▸ Directions:
Return each line in the records below that includes "unwrap".
**** Information ****
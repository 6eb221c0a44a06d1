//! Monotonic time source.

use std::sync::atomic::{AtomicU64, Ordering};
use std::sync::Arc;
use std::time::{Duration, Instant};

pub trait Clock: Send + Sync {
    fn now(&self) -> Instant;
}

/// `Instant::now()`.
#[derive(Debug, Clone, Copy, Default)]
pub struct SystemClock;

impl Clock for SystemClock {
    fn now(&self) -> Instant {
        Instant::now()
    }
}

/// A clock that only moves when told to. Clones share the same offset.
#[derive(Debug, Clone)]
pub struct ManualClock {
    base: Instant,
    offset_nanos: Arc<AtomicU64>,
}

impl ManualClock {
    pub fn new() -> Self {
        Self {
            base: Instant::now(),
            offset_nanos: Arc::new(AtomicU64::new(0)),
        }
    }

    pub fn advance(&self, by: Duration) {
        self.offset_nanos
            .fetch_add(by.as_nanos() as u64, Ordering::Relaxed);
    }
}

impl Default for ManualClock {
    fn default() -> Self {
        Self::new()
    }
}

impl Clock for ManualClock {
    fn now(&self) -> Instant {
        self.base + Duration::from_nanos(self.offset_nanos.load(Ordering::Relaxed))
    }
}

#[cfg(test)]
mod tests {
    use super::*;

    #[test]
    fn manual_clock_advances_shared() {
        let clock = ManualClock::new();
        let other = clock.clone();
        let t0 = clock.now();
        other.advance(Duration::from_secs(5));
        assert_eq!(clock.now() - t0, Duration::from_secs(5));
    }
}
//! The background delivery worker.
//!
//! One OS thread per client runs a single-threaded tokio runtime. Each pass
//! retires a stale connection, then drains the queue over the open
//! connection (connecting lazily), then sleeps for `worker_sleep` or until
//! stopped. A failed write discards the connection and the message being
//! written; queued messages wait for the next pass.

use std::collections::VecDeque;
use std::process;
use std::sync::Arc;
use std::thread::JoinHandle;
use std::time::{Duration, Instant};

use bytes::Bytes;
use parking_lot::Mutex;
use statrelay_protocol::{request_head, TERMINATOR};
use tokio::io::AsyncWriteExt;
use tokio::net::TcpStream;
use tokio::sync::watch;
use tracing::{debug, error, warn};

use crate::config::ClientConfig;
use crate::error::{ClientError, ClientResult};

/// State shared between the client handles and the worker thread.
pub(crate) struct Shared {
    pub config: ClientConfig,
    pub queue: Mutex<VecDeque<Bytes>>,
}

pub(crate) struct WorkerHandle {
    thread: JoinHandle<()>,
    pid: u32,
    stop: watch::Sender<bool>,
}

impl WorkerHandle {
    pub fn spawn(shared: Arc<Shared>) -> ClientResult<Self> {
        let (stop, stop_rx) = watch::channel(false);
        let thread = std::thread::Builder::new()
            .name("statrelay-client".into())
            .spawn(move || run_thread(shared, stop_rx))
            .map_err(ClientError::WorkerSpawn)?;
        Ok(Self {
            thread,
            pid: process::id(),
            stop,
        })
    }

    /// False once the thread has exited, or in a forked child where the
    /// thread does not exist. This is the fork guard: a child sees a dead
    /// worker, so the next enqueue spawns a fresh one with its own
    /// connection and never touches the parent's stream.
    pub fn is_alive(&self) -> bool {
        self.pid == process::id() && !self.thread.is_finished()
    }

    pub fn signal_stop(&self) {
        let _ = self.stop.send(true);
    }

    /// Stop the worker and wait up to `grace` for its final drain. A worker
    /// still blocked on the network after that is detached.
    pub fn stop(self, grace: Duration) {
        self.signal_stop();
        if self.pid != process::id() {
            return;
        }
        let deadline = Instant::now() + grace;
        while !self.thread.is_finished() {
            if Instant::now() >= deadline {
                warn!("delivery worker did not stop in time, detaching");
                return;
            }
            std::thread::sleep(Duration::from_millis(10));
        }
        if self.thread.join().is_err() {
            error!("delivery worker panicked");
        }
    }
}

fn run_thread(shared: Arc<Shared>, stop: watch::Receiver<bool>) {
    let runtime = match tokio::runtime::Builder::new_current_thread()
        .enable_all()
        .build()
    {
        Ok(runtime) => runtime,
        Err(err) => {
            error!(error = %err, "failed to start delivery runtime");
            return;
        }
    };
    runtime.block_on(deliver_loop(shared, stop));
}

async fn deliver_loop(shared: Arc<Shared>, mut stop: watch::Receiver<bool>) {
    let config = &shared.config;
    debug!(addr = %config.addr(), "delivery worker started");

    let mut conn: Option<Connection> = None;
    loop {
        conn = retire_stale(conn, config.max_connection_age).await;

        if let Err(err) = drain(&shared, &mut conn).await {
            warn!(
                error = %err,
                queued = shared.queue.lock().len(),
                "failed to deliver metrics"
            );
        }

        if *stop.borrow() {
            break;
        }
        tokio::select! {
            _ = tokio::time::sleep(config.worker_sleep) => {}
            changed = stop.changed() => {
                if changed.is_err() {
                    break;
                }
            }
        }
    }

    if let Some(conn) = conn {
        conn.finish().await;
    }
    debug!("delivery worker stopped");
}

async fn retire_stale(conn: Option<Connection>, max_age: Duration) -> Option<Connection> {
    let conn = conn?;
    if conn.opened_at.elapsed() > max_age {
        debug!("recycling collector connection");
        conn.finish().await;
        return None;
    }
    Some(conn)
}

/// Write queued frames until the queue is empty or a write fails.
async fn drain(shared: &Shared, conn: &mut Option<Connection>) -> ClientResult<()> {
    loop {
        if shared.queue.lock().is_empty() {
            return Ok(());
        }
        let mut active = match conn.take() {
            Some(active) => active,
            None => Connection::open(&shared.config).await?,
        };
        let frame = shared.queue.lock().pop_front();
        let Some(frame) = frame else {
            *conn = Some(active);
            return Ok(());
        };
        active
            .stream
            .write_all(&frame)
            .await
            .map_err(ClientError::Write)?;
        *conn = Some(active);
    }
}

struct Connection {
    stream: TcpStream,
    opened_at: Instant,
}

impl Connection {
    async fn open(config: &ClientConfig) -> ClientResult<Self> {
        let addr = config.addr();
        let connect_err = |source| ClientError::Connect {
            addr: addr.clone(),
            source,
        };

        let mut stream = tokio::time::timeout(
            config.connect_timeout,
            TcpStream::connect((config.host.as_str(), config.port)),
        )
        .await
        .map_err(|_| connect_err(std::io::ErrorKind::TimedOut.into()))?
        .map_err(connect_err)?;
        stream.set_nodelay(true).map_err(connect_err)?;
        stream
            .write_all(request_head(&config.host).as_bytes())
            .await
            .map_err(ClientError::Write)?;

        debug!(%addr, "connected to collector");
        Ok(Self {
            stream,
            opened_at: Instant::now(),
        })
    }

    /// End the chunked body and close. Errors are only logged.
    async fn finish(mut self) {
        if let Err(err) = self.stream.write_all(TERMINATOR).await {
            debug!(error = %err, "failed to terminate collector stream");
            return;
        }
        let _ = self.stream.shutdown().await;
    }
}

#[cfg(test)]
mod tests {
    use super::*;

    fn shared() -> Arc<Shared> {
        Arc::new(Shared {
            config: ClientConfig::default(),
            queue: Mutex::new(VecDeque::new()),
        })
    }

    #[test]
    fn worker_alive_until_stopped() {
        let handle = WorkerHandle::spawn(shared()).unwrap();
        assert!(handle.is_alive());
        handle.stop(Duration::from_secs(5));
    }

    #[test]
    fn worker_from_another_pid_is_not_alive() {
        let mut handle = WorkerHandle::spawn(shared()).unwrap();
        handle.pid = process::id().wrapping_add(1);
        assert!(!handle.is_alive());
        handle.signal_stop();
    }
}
****
▸ Answer box:
        let handle = WorkerHandle::spawn(shared()).unwrap();
        let mut handle = WorkerHandle::spawn(shared()).unwrap();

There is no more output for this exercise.